* Information given
§
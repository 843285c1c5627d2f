//! Template lookup by classification.
//!
//! ```text
//! classification ─(TemplateKinds)→ resource name ─(TemplateSource)→ template text
//! ```
//!
//! [`TemplateRepository`] bulk-loads every registered resource up front, so
//! lookups during rendering never touch the source again.

mod kinds;
mod repository;
mod source;

pub use kinds::TemplateKinds;
pub use repository::{Lookup, TemplateRepository};
pub use source::{DirectorySource, MemorySource, TemplateSource};
//! Type tree and configuration parsing for the Tessera template generator.
//!
//! - [`parse_tree`] / [`TypeTree`] read the JSON type description tree.
//! - [`ConfigFile`] reads `tessera.toml`.
//!
//! Every error is a [`miette::Diagnostic`] carrying the offending source, so
//! the host can print it with context. A malformed type tree is the one fatal
//! condition of a generation pass.

// Miette's derive macro generates code that triggers these warnings
#![allow(unused_assignments)]

mod config;
mod error;
mod tree;

pub use config::{CONFIG_FILE, Config, ConfigFile, GeneratorConfig, parse_config};
pub use error::{Error, Result, SourceContext};
pub use tree::{MAX_DEPTH, TypeTree, parse_tree, parse_tree_with_limit};
use std::io;

use clap::{Args, CommandFactory};
use eyre::Result;

use super::Cli;

#[derive(Args)]
pub struct CompletionsCommand {
    /// Shell to generate completions for
    shell: clap_complete::Shell,
}

impl CompletionsCommand {
    pub fn run(&self) -> Result<()> {
        let mut cmd = Cli::command();
        clap_complete::generate(self.shell, &mut cmd, "tessera", &mut io::stdout());
        Ok(())
    }
}
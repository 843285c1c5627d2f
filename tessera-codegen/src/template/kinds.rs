use indexmap::IndexMap;
use tessera_ir::Classification;

/// Registration table mapping classifications to template resource names.
///
/// Starts out with the built-in classifications; hosts register more (or
/// override built-ins) from configuration.
#[derive(Debug, Clone, PartialEq, Eq)]
pub struct TemplateKinds {
    entries: IndexMap<String, String>,
}

impl TemplateKinds {
    /// A table holding the built-in classifications.
    pub fn new() -> Self {
        let entries = Classification::BUILTIN
            .iter()
            .filter_map(|kind| {
                kind.default_resource()
                    .map(|resource| (kind.as_str().to_string(), resource.to_string()))
            })
            .collect();
        Self { entries }
    }

    /// A table with no registrations at all.
    pub fn empty() -> Self {
        Self {
            entries: IndexMap::new(),
        }
    }

    /// Register a classification, returning the resource it previously mapped to.
    pub fn register(
        &mut self,
        classification: impl Into<String>,
        resource: impl Into<String>,
    ) -> Option<String> {
        self.entries.insert(classification.into(), resource.into())
    }

    /// Builder form of [`TemplateKinds::register`].
    pub fn with(mut self, classification: impl Into<String>, resource: impl Into<String>) -> Self {
        self.register(classification, resource);
        self
    }

    /// Resource name registered for a classification. Matching is exact.
    pub fn resource(&self, classification: &str) -> Option<&str> {
        self.entries.get(classification).map(String::as_str)
    }

    /// Iterate over `(classification, resource)` pairs in registration order.
    pub fn iter(&self) -> impl Iterator<Item = (&str, &str)> {
        self.entries.iter().map(|(k, v)| (k.as_str(), v.as_str()))
    }

    /// Number of registered classifications.
    pub fn len(&self) -> usize {
        self.entries.len()
    }

    /// Returns true if nothing is registered.
    pub fn is_empty(&self) -> bool {
        self.entries.is_empty()
    }
}

impl Default for TemplateKinds {
    fn default() -> Self {
        Self::new()
    }
}

impl<K, V> Extend<(K, V)> for TemplateKinds
where
    K: Into<String>,
    V: Into<String>,
{
    fn extend<I: IntoIterator<Item = (K, V)>>(&mut self, iter: I) {
        for (classification, resource) in iter {
            self.register(classification, resource);
        }
    }
}

#[cfg(test)]
mod tests {
    use super::*;

    #[test]
    fn test_builtins_registered() {
        let kinds = TemplateKinds::new();
        assert_eq!(kinds.resource("Class"), Some("class-template.tmpl"));
        assert_eq!(kinds.resource("Property"), Some("property-template.tmpl"));
        assert_eq!(kinds.resource("property"), None);
        assert_eq!(kinds.len(), 2);
    }

    #[test]
    fn test_register_extends_and_overrides() {
        let mut kinds = TemplateKinds::new();
        assert_eq!(kinds.register("Enum", "enum-template.tmpl"), None);
        assert_eq!(
            kinds.register("Class", "record-template.tmpl").as_deref(),
            Some("class-template.tmpl")
        );

        let pairs: Vec<_> = kinds.iter().collect();
        assert_eq!(
            pairs,
            [
                ("Class", "record-template.tmpl"),
                ("Property", "property-template.tmpl"),
                ("Enum", "enum-template.tmpl"),
            ]
        );
    }

    #[test]
    fn test_extend() {
        let mut kinds = TemplateKinds::empty();
        kinds.extend([("Struct", "struct.tmpl")]);
        assert_eq!(kinds.resource("Struct"), Some("struct.tmpl"));
        assert_eq!(kinds.resource("Class"), None);
    }
}
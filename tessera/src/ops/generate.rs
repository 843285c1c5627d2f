//! Generate operation - one full generation pass.

use std::path::Path;

use eyre::{Context, Result};
use tessera_codegen::{Document, DocumentSink, FileSink};
use tessera_manifest::TypeTree;

use super::Project;
use crate::reports::{GenerateReport, GenerationResult, PreviewResult, WrittenResult};

/// Options for the generate operation.
pub struct GenerateOptions<'a> {
    /// Where to write the document.
    pub output: &'a Path,
    /// Whether to preview without writing files.
    pub dry_run: bool,
}

/// Execute the generate operation.
///
/// Renders every root of the tree, wraps the result in the document scaffold
/// and hands it to a file sink (or returns it for preview).
pub fn generate(
    project: &Project,
    tree: &TypeTree,
    opts: GenerateOptions,
) -> Result<GenerateReport> {
    let repo = project.repository();
    let document = Document::new(project.renderer(&repo))
        .assemble(tree.roots())
        .wrap_err("Failed to render type tree")?;

    let result = if opts.dry_run {
        GenerationResult::Preview(PreviewResult {
            name: document.name.clone(),
            content: document.content.clone(),
        })
    } else {
        let mut sink = FileSink::new(opts.output);
        let write = sink.emit(&document)?;
        GenerationResult::Written(WrittenResult {
            path: sink.path().to_path_buf(),
            write,
        })
    };

    tracing::info!(
        roots = document.root_count,
        skipped = document.skipped_count(),
        "generation pass complete"
    );

    Ok(GenerateReport {
        input: tree.path().to_path_buf(),
        root_count: document.root_count,
        node_count: tree.node_count(),
        skipped_count: document.skipped_count(),
        warnings: document
            .diagnostics
            .warnings()
            .map(|diag| match &diag.location {
                Some(loc) => format!("{} (at {})", diag.message, loc),
                None => diag.message.clone(),
            })
            .collect(),
        result,
    })
}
§
* Work order
Where a line in the records above includes the string "CompletionsCommand", show it.

* Answer section
pub struct CompletionsCommand {
impl CompletionsCommand {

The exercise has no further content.